© JUNGE FREIHEIT Verlag GmbH & Co. www.jungefreiheit.de 51/16 / 16. Dezember 2016

Verdämmt und dann verdammt
Bauwirtschaft: Ungelöste Entsorgungsprobleme bei Polystyrol-Dämmstoffen / Bundesrat vertagte Lösung
Christian Schreiber

Die Sachsen wußten es schon immer besser: Als 1989 in Bonn und Berlin noch über Reformsozialismus geschwafelt wurde, schallte in Plauen und Leipzig schon der Ruf: „Wir sind ein Volk!“ Als 1994 der Buß- und Bettag abgeschafft wurde und 1998 der Bundesrat über die Euro-Einführung abstimmte, verweigerte sich einzig der Freistaat Sachsen dem Einheitsvotum.

Auch als der Bundesrat 2015 Polystyrol- oder Dämmstoffe, die das giftige Flammschutzmittel Hexabromcyclododecan (HBCD) enthalten, als „gefährlichen Abfall“ einstufte, verweigerte Sachsen seine Zustimmung, denn die Entsorgungsprobleme waren im wahrsten Sinne des Wortes mit Händen zu greifen: Denn wohin mit dem vielen Styropor?

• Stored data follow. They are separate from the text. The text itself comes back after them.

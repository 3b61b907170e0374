use axum::{
    extract::{Query, State},
    Json,
};
use chrono::NaiveDate;
use serde::{Deserialize, Serialize};

use super::{ApiError, ApiResult, AppState};
use crate::models::ActivityEvent;

#[derive(Deserialize)]
pub struct ActivityQuery {
    date: Option<String>,
}

#[derive(Serialize)]
pub struct ActivityResponse {
    pub date: NaiveDate,
    pub events: Vec<ActivityEvent>,
}

pub async fn activities_list(
    State(state): State<AppState>,
    Query(query): Query<ActivityQuery>,
) -> ApiResult<Json<ActivityResponse>> {
    // An empty date means today, same as no date at all.
    let date = match query.date.as_deref().map(str::trim).filter(|s| !s.is_empty()) {
        Some(raw) => NaiveDate::parse_from_str(raw, "%Y-%m-%d")
            .map_err(|_| ApiError::bad_request(format!("'{}' is not a YYYY-MM-DD date", raw)))?,
        None => state.service.today(),
    };

    let events = state.service.activity_for(date).await?;
    Ok(Json(ActivityResponse { date, events }))
}
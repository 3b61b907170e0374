pub mod activities;
pub mod api;
pub mod inventory;

use std::sync::Arc;

use axum::{
    http::StatusCode,
    response::{IntoResponse, Response},
    Json,
};
use log::error;
use serde_json::json;

use crate::{
    error::InventoryError,
    services::InventoryService,
    store::DocumentStore,
};

#[derive(Clone)]
pub struct AppState {
    pub service: Arc<InventoryService>,
    pub store: Arc<dyn DocumentStore>,
    pub jwt_secret: Arc<str>,
}

impl AppState {
    pub fn new(service: InventoryService, store: Arc<dyn DocumentStore>, jwt_secret: &str) -> Self {
        Self {
            service: Arc::new(service),
            store,
            jwt_secret: Arc::from(jwt_secret),
        }
    }
}

/// Error body returned by every action endpoint: `{"error": "..."}`.
#[derive(Debug)]
pub enum ApiError {
    Inventory(InventoryError),
    BadRequest(String),
}

impl From<InventoryError> for ApiError {
    fn from(e: InventoryError) -> Self {
        ApiError::Inventory(e)
    }
}

impl ApiError {
    pub fn bad_request(msg: impl Into<String>) -> Self {
        ApiError::BadRequest(msg.into())
    }

    fn status(&self) -> StatusCode {
        match self {
            ApiError::BadRequest(_) => StatusCode::BAD_REQUEST,
            ApiError::Inventory(InventoryError::NotFound(_)) => StatusCode::NOT_FOUND,
            ApiError::Inventory(InventoryError::InvalidPrecondition(_)) => {
                StatusCode::UNPROCESSABLE_ENTITY
            }
            ApiError::Inventory(InventoryError::Conflict(_)) => StatusCode::CONFLICT,
            ApiError::Inventory(InventoryError::Upstream(_)) => StatusCode::BAD_GATEWAY,
        }
    }
}

impl IntoResponse for ApiError {
    fn into_response(self) -> Response {
        let status = self.status();
        let message = match &self {
            ApiError::Inventory(InventoryError::Upstream(e)) => {
                error!("document store failure: {}", e);
                "The inventory database is unavailable, please try again".to_string()
            }
            ApiError::Inventory(e) => e.to_string(),
            ApiError::BadRequest(msg) => msg.clone(),
        };
        (status, Json(json!({ "error": message }))).into_response()
    }
}

pub type ApiResult<T> = Result<T, ApiError>;

#[cfg(test)]
mod tests {
    use super::*;
    use crate::error::StoreError;

    #[test]
    fn error_classes_map_to_distinct_statuses() {
        let not_found: ApiError = InventoryError::NotFound("item LAB-0001".into()).into();
        let precondition: ApiError = InventoryError::precondition("not requested").into();
        let conflict: ApiError = InventoryError::Conflict("item LAB-0001".into()).into();
        let upstream: ApiError = InventoryError::Upstream(StoreError::Missing("x".into())).into();

        assert_eq!(not_found.status(), StatusCode::NOT_FOUND);
        assert_eq!(precondition.status(), StatusCode::UNPROCESSABLE_ENTITY);
        assert_eq!(conflict.status(), StatusCode::CONFLICT);
        assert_eq!(upstream.status(), StatusCode::BAD_GATEWAY);
        assert_eq!(ApiError::bad_request("x").status(), StatusCode::BAD_REQUEST);
    }
}
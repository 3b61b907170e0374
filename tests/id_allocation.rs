mod common;

use std::collections::HashSet;

use serde_json::json;

use common::{dana, equipment, stockable, Harness};
use labops::models::{Category, INVENTORY_ITEM};
use labops::services::{IdNamespace, ItemQuery};
use labops::store::{DocumentStore, NewDocument};

async fn live_ids(h: &Harness) -> Vec<String> {
    h.service
        .list_items(&ItemQuery::default())
        .await
        .unwrap()
        .into_iter()
        .map(|item| item.item_id)
        .collect()
}

#[tokio::test]
async fn deleted_equipment_number_is_handed_out_again() {
    let h = Harness::new();

    let first = h.service.create_item(equipment("Scope"), None, &dana()).await.unwrap();
    assert_eq!(first.item_id, "LAB-0001");

    assert!(h.store.inner.delete(&first.id).await);
    let again = h.service.create_item(equipment("Scope II"), None, &dana()).await.unwrap();

    assert_eq!(again.item_id, "LAB-0001");
}

#[tokio::test]
async fn first_fit_fills_the_lowest_gap() {
    let h = Harness::new();
    let mut created = Vec::new();
    for n in 0..4 {
        let new = stockable(&format!("Buffer {}", n), Category::General, 1, 1);
        let item = h.service.create_item(new, None, &dana()).await.unwrap();
        created.push(item);
    }
    h.store.inner.delete(&created[2].id).await;
    h.store.inner.delete(&created[1].id).await;

    let preview = h
        .service
        .preview_next_id(IdNamespace::Category(Category::General))
        .await
        .unwrap();
    let next = h
        .service
        .create_item(stockable("Buffer 4", Category::General, 1, 1), None, &dana())
        .await
        .unwrap();

    assert_eq!(preview.to_string(), "LAB-1001");
    assert_eq!(next.item_id, "LAB-1001");
}

#[tokio::test]
async fn interleaved_deletes_never_produce_duplicates() {
    let h = Harness::new();
    let categories = [Category::Equipment, Category::General, Category::Biological];

    for round in 0..30usize {
        let category = categories[round % categories.len()];
        let new = match category {
            Category::Equipment => equipment(&format!("Device {}", round)),
            other => stockable(&format!("Stock {}", round), other, 1, 1),
        };
        let item = h.service.create_item(new, None, &dana()).await.unwrap();

        // Drop every third item so later rounds land in freed slots.
        if round % 3 == 1 {
            h.store.inner.delete(&item.id).await;
        }
        if round % 7 == 0 {
            let live = h.service.list_items(&ItemQuery::default()).await.unwrap();
            if let Some(victim) = live.first() {
                h.store.inner.delete(&victim.id).await;
            }
        }

        let ids = live_ids(&h).await;
        let unique: HashSet<&String> = ids.iter().collect();
        assert_eq!(unique.len(), ids.len(), "duplicate id after round {}: {:?}", round, ids);
    }
}

#[tokio::test]
async fn categories_stay_inside_their_ranges() {
    let h = Harness::new();

    let ids = [
        (IdNamespace::Category(Category::Equipment), "LAB-0001"),
        (IdNamespace::Category(Category::General), "LAB-1000"),
        (IdNamespace::Category(Category::Biological), "LAB-6000"),
        (IdNamespace::Plasmid, "PLS-0001"),
    ];
    for (namespace, expected) in ids {
        let code = h.service.preview_next_id(namespace).await.unwrap();
        assert_eq!(code.to_string(), expected);
    }
}

#[tokio::test]
async fn foreign_and_malformed_codes_are_ignored() {
    let h = Harness::new();
    for code in ["LAB-1000", "LAB-10x1", "OLD-1001", "LAB-"] {
        h.store
            .inner
            .create(NewDocument::new(
                INVENTORY_ITEM,
                json!({ "itemId": code, "name": "legacy", "location": "Attic" }),
            ))
            .await
            .unwrap();
    }

    let code = h
        .service
        .preview_next_id(IdNamespace::Category(Category::General))
        .await
        .unwrap();

    assert_eq!(code.to_string(), "LAB-1001");
}

#[tokio::test]
async fn plasmids_use_their_own_prefix_and_documents() {
    let h = Harness::new();
    h.store
        .inner
        .create(NewDocument::new("plasmid", json!({ "plasmidId": "PLS-0001" })))
        .await
        .unwrap();
    h.service.create_item(equipment("Scope"), None, &dana()).await.unwrap();

    let code = h.service.preview_next_id(IdNamespace::Plasmid).await.unwrap();

    assert_eq!(code.to_string(), "PLS-0002");
}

Die meisten HBCD-Abfälle dürfen nun nicht mehr in herkömmlichen Müllverbrennungsanlagen mitverbrannt werden. Gleichzeitig fordert und fördert die – immer weiter verschärfte – Energieeinsparverordnung (EnEV) seit 2002 die Wärmedämmung von Gebäuden.

Hunderte Baustellen mußten stillgelegt werden

„Diese Entwicklung ist deshalb dramatisch, weil so der Entsorgungsweg für mehrere hunderttausend Tonnen Dämmstoffabfall pro Jahr verschlossen wird“, warnten Experten wie Peter Kurth, Präsident des Bundesverbands der Deutschen Entsorgungs-, Wasser- und Rohstoffwirtschaft (BDE). Doch seit dem 30. September gilt die Verordnung (EU) 2016/460 vom 30. März zur Änderung der Anhänge IV und V der Verordnung über persistente organische Schadstoffe (POP/EG 850/2004).

Seither müssen die alten Dämmplatten und teilweise der Verschnitt von Neumaterial separat verbrannt werden. Doch dies ist problematisch, denn ein Großteil der Verbrennungsanlagen verfügt gar nicht über die notwendigen Vorrichtungen. Die Folge: Vor allem das Dachdeckerhandwerk leidet unter der Neuregelung. Bundesweit sind mehrere hundert Baustellen deswegen stillgelegt, teilte der Zentralverband des Deutschen Dachdeckerhandwerks (ZVDH) mit. „Erste Betriebe melden, daß sie Mitarbeiter in Kurzarbeit schicken oder sogar entlassen müssen, wenn es nicht bald eine Lösung gibt“, klagte ZVDH-Chef Ulrich Marx im Sender n-tv.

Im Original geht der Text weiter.